简体   繁体   中英

Getting a Primary Key error in Rails using Sidekiq and Sidekiq-Cron

I have a Rails project that uses Sidekiq for worker tasks, and Sidekiq-Cron to handle scheduling. I am running into a problem, though. I built a controller (below) that handled all of my API querying, validation of data, and then inserting data into the database. All of the logic functioned properly.

I then tore out the section of code that actually inserts API data into the database, and moved it into a Job class. This way the Controller method could simply pass all of the heavy lifting off to a job. When I tested it, all of the logic functioned properly.

Finally, I created a Job that would call the Controller method every minute, do the validation checks, and then kick off the other Job to save the API data (if necessary). When I do this the first part of the logic seems to work, where it inserts new event data, but the logic where it checks to see if this is the first time we've seen an event for a specific object seems to be failing. The result is a Primary Key violation in PG.

Code below:

Controller

require 'date'

class MonnitOpenClosedSensorsController < ApplicationController

    def holderTester()
        #MonnitschedulerJob.perform_later(nil)
    end

    # Create Sidekiq queue to process new sensor readings
    def queueNewSensorEvents(auth_token, network_id)

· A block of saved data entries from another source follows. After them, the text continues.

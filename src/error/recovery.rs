//! Bounded retry with exponential backoff for transient failures
//!
//! Only errors reported as recoverable by [`AppError::is_recoverable`] are
//! retried. The cancellation token is checked before every attempt and while
//! sleeping between attempts.

use super::{AppError, Result};
use crate::logging::Logger;
use std::future::Future;
use std::time::Duration;
use tokio_util::sync::CancellationToken;

/// Configuration for retry behavior
#[derive(Debug, Clone, PartialEq)]
pub struct RetryPolicy {
    /// Maximum number of attempts, including the first one
    pub max_attempts: u32,
    /// Delay before the second attempt
    pub initial_delay: Duration,
    /// Upper bound for any single delay
    pub max_delay: Duration,
    /// Multiplier applied to the delay after each failed attempt
    pub backoff_multiplier: f64,
}

impl Default for RetryPolicy {
    fn default() -> Self {
        Self {
            max_attempts: crate::defaults::DEFAULT_RETRY_ATTEMPTS,
            initial_delay: Duration::from_millis(200),
            max_delay: Duration::from_secs(2),
            backoff_multiplier: 2.0,
        }
    }
}

impl RetryPolicy {
    /// Policy that makes exactly one attempt
    pub fn none() -> Self {
        Self {
            max_attempts: 1,
            ..Self::default()
        }
    }

    /// Policy with the given attempt count and default delays
    pub fn with_attempts(max_attempts: u32) -> Self {
        Self {
            max_attempts: max_attempts.max(1),
            ..Self::default()
        }
    }

    /// Delay to wait after the given failed attempt (1-based)
    pub fn delay_for_attempt(&self, attempt: u32) -> Duration {
        let exponent = attempt.saturating_sub(1) as i32;
        let millis = self.initial_delay.as_millis() as f64 * self.backoff_multiplier.powi(exponent);
        Duration::from_millis(millis as u64).min(self.max_delay)
    }
}

/// Run `operation` until it succeeds, fails with a non-recoverable error,
/// or the attempt budget is spent. Returns the last error on exhaustion.
pub async fn retry_with_backoff<T, F, Fut>(
    policy: &RetryPolicy,
    cancel: &CancellationToken,
    logger: &Logger,
    operation_name: &str,
    mut operation: F,
) -> Result<T>
where
    F: FnMut() -> Fut,
    Fut: Future<Output = Result<T>>,
{
    let max_attempts = policy.max_attempts.max(1);
    let mut attempt = 1;

    loop {
        if cancel.is_cancelled() {
            return Err(AppError::cancelled(operation_name.to_string()));
        }

        let error = match operation().await {
            Ok(value) => return Ok(value),
            Err(error) => error,
        };

        if !error.is_recoverable() || attempt >= max_attempts {
            if attempt > 1 {
                logger
                    .warn(&format!("{} failed after {} attempts", operation_name, attempt))
                    .field("operation", operation_name)
                    .field("attempts", attempt)
                    .error_info(&error)
                    .log()
                    .await;
            }
            return Err(error);
        }

        let delay = policy.delay_for_attempt(attempt);
        logger
            .debug(&format!(
                "{} attempt {} failed, retrying in {}ms: {}",
                operation_name,
                attempt,
                delay.as_millis(),
                error
            ))
            .field("operation", operation_name)
            .field("attempt", attempt)
            .field("delay_ms", delay.as_millis() as u64)
            .log()
            .await;

        tokio::select! {
            _ = cancel.cancelled() => {
                return Err(AppError::cancelled(operation_name.to_string()));
            }
            _ = tokio::time::sleep(delay) => {}
        }

        attempt += 1;
    }
}
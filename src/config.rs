// config.rs
use std::net::SocketAddr;
use thiserror::Error;

const DEFAULT_LISTEN_ADDR: &str = "127.0.0.1:3000";
const DEFAULT_DB_PATH: &str = "properties.sqlite3";
const DEFAULT_MAX_IMPORT_BYTES: u64 = 2 << 20; // 2 MB of payload
const DEFAULT_MAX_WORKERS: usize = 8;

#[derive(Debug, Error)]
pub enum ConfigError {
    #[error("{var} has an invalid value {value:?}: {reason}")]
    Invalid {
        var: &'static str,
        value: String,
        reason: String,
    },
}

/// Runtime settings, read once at startup.
#[derive(Debug, Clone)]
pub struct Config {
    pub listen_addr: SocketAddr,
    pub db_path: String,
    pub max_import_bytes: u64,
    pub max_workers: usize,
    /// Apply the full-width digit fallback to `price` as well.
    pub widen_price: bool,
}

impl Config {
    pub fn from_env() -> Result<Self, ConfigError> {
        Self::from_lookup(|key| std::env::var(key).ok())
    }

    /// Builds the config from an arbitrary key lookup, so tests don't
    /// have to touch the process environment.
    pub fn from_lookup<F>(lookup: F) -> Result<Self, ConfigError>
    where
        F: Fn(&str) -> Option<String>,
    {
        let listen_addr = parse_var(&lookup, "SERVER_LISTEN_ADDR", DEFAULT_LISTEN_ADDR)?;
        let db_path = lookup("DB_PATH")
            .filter(|s| !s.is_empty())
            .unwrap_or_else(|| DEFAULT_DB_PATH.to_string());
        let max_import_bytes = parse_var(
            &lookup,
            "MAX_IMPORT_FILE_SIZE_BYTES",
            &DEFAULT_MAX_IMPORT_BYTES.to_string(),
        )?;
        let max_workers = parse_var(
            &lookup,
            "SERVER_MAX_WORKERS",
            &DEFAULT_MAX_WORKERS.to_string(),
        )?;

        if max_workers == 0 {
            return Err(ConfigError::Invalid {
                var: "SERVER_MAX_WORKERS",
                value: "0".to_string(),
                reason: "must be at least 1".to_string(),
            });
        }

        Ok(Self {
            listen_addr,
            db_path,
            max_import_bytes,
            max_workers,
            widen_price: lookup("IMPORT_WIDEN_PRICE").is_some_and(|v| !v.is_empty()),
        })
    }
}

fn parse_var<F, T>(lookup: &F, var: &'static str, default: &str) -> Result<T, ConfigError>
where
    F: Fn(&str) -> Option<String>,
    T: std::str::FromStr,
    T::Err: std::fmt::Display,
{
    let value = lookup(var)
        .filter(|s| !s.is_empty())
        .unwrap_or_else(|| default.to_string());

    value.parse::<T>().map_err(|e| ConfigError::Invalid {
        var,
        reason: e.to_string(),
        value,
    })
}
pub mod property;
pub mod repository;
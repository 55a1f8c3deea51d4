use rusqlite::Connection;
use std::cell::RefCell;
use tracing::info;

use crate::errors::ServerError;

const SCHEMA_SQL: &str = include_str!("../../sql/schema.sql");

// Thread-local connection slot, one per astra worker.
thread_local! {
    static DB_CONN: RefCell<Option<(String, Connection)>> = const { RefCell::new(None) };
}

#[derive(Clone)]
pub struct Database {
    path: String,
}

impl Database {
    pub fn new(path: impl Into<String>) -> Self {
        Self { path: path.into() }
    }

    pub fn path(&self) -> &str {
        &self.path
    }

    /// Provides a mutable connection to the closure.
    pub fn with_conn<F, T>(&self, f: F) -> Result<T, ServerError>
    where
        F: FnOnce(&mut Connection) -> Result<T, ServerError>,
    {
        DB_CONN
            .try_with(|cell| {
                let mut slot = cell.borrow_mut();

                // A worker may serve more than one database in tests,
                // so reopen when the cached connection points elsewhere.
                let stale = slot
                    .as_ref()
                    .map(|(path, _)| *path != self.path)
                    .unwrap_or(true);
                if stale {
                    let conn = Connection::open(&self.path)
                        .map_err(|e| ServerError::DbError(format!("Open DB failed: {e}")))?;
                    *slot = Some((self.path.clone(), conn));
                }

                let (_, conn) = slot.as_mut().ok_or(ServerError::InternalError)?;
                f(conn)
            })
            .map_err(|_| ServerError::InternalError)?
    }
}

/// Apply the bundled schema. Safe to run on every startup.
pub fn init_db(db: &Database) -> Result<(), ServerError> {
    db.with_conn(|conn| {
        conn.execute_batch(SCHEMA_SQL)
            .map_err(|e| ServerError::DbError(format!("Failed to apply schema: {e}")))?;
        Ok(())
    })?;

    info!(path = db.path(), "database initialized");
    Ok(())
}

        m = Monnit.new("iMonnit", 1)

        # Construct the query to select the most recent communication date for each sensor in the network
        lastEventForEachSensor = MonnitOpenClosedSensor.select('"SensorID", MAX("LastCommunicationDate") as "lastCommDate"')
        lastEventForEachSensor = lastEventForEachSensor.group("SensorID")
        lastEventForEachSensor = lastEventForEachSensor.where('"CSNetID" = ?', network_id)

        todaysDate = Date.today
        sevenDaysAgo = (todaysDate - 7)

        lastEventForEachSensor.each do |event|
            # puts event["lastCommDate"]
            recentEvent = MonnitOpenClosedSensor.select('id, "SensorID", "LastCommunicationDate"')
            recentEvent = recentEvent.where('"CSNetID" = ? AND "SensorID" = ? AND "LastCommunicationDate" = ?', network_id, event["SensorID"], event["lastCommDate"])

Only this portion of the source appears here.